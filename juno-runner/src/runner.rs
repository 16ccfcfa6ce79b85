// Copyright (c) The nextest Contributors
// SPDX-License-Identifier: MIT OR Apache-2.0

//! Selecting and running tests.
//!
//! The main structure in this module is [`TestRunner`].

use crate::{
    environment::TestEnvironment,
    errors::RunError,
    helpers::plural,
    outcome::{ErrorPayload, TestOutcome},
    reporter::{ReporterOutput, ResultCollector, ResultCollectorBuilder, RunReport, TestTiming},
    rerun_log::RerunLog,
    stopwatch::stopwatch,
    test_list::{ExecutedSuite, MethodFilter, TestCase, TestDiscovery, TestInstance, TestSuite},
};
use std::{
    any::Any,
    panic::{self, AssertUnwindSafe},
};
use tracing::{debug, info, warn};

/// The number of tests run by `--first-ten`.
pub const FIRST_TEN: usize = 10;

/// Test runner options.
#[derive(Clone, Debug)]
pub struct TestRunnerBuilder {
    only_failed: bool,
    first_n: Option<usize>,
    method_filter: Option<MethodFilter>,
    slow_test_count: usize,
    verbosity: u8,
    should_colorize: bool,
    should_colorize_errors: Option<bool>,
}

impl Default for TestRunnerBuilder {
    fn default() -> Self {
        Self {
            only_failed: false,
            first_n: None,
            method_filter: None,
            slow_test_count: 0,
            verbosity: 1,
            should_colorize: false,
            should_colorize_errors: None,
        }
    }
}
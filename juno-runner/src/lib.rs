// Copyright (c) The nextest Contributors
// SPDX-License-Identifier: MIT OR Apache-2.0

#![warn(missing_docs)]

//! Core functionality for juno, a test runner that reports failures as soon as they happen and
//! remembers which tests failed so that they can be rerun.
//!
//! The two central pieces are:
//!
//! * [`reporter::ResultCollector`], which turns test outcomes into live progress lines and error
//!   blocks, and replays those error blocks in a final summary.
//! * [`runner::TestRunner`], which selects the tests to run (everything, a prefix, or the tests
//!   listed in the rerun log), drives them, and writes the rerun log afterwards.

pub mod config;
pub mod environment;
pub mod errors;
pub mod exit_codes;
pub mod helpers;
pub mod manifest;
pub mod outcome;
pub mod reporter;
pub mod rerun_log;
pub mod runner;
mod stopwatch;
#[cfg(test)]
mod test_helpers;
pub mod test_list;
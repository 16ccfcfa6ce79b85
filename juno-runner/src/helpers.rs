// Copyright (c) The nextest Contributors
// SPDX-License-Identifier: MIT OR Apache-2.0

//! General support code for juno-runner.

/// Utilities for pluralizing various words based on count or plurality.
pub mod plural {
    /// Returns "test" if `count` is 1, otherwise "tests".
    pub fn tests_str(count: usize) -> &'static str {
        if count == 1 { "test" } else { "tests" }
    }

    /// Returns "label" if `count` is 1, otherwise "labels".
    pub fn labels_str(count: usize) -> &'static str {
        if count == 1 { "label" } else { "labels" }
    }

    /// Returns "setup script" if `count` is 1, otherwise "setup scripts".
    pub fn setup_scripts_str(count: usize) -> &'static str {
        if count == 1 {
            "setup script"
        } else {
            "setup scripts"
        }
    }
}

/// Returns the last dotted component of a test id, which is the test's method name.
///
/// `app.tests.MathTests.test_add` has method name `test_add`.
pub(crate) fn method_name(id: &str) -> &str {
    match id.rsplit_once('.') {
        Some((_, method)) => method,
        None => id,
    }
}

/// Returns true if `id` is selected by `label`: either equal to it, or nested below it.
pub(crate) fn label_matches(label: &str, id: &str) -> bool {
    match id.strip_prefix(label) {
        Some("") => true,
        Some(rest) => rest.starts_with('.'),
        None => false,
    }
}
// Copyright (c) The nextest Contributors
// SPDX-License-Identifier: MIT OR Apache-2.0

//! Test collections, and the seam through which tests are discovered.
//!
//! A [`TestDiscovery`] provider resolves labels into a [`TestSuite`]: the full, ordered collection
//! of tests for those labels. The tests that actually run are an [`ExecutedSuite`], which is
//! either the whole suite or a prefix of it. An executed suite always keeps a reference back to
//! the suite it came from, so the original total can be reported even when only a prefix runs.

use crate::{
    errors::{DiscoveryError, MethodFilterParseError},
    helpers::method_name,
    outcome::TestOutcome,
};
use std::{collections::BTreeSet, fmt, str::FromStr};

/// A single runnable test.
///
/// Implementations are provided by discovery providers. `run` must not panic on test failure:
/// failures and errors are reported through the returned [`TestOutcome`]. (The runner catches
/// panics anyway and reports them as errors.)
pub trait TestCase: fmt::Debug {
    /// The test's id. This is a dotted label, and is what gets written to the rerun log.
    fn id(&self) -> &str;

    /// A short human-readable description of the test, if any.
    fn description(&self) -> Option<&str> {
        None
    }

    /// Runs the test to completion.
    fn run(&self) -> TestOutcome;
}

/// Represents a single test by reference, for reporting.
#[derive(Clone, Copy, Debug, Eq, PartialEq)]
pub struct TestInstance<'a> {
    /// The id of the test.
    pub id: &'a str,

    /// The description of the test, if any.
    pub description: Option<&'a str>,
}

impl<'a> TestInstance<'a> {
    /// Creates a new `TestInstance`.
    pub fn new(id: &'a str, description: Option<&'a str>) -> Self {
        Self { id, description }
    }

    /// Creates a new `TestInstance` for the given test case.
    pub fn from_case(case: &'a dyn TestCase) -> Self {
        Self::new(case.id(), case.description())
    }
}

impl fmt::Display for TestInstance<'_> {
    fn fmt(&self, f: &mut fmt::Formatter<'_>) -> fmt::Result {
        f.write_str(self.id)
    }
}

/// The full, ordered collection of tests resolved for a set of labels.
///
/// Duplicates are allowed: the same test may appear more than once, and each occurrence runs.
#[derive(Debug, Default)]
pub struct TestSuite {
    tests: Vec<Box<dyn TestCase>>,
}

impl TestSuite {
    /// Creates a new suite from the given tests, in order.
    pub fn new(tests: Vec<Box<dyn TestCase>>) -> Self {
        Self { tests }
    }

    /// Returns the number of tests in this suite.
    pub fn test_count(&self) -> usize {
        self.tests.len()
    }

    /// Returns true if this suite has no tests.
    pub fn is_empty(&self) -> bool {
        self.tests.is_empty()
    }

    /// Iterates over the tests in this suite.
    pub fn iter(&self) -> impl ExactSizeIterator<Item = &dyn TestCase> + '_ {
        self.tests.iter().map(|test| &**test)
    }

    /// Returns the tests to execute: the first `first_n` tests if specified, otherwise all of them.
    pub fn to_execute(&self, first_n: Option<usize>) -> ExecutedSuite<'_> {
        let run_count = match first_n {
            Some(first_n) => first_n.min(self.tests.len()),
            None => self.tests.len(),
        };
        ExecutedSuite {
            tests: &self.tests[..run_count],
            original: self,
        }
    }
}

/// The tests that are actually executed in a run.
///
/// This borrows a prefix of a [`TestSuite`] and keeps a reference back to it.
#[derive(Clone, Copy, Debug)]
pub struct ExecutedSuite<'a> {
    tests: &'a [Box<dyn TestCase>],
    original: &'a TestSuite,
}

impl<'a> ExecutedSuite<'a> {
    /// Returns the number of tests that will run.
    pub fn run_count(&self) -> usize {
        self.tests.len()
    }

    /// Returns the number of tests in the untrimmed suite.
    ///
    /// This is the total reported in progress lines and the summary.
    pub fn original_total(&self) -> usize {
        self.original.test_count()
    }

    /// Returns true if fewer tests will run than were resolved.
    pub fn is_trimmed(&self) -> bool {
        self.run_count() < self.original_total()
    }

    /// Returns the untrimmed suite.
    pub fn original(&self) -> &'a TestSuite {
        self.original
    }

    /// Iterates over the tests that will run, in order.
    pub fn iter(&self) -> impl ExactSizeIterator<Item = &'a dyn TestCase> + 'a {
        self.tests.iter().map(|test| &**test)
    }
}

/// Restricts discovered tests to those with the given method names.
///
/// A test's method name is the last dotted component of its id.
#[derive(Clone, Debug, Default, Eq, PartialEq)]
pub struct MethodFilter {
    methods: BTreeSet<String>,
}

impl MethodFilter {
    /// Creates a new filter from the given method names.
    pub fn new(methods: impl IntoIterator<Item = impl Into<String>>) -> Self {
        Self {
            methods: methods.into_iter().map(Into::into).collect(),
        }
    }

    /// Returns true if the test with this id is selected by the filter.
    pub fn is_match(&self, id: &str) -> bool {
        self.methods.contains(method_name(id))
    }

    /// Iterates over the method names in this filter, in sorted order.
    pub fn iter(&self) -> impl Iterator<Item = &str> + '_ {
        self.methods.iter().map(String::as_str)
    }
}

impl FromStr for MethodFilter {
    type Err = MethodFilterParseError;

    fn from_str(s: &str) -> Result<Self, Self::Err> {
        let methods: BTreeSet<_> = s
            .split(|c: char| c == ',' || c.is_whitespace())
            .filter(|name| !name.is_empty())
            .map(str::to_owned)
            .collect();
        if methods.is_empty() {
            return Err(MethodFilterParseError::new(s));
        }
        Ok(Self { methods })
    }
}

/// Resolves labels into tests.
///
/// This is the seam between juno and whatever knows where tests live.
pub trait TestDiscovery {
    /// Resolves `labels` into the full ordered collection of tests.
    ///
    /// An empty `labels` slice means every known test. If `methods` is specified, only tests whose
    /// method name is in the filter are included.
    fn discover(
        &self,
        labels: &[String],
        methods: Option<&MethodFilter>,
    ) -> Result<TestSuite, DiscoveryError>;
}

...

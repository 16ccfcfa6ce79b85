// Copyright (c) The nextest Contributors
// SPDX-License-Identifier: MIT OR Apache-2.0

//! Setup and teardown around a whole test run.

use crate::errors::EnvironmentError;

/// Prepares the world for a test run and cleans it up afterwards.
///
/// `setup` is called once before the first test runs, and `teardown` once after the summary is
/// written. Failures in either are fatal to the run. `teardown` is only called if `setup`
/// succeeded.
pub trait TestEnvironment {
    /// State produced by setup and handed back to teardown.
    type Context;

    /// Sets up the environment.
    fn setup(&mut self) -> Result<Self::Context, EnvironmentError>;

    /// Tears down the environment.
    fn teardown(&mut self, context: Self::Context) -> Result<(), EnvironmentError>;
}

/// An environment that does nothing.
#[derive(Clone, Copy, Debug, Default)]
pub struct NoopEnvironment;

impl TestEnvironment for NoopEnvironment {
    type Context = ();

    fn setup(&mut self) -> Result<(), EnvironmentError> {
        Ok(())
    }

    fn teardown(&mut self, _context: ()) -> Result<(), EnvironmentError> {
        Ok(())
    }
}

TASK DETAILS: The answer must be every line of the listing that holds the word "EnvironmentError".

ANSWER BELOW:
use crate::errors::EnvironmentError;
    fn setup(&mut self) -> Result<Self::Context, EnvironmentError>;
    fn teardown(&mut self, context: Self::Context) -> Result<(), EnvironmentError>;
    fn setup(&mut self) -> Result<(), EnvironmentError> {
    fn teardown(&mut self, _context: ()) -> Result<(), EnvironmentError> {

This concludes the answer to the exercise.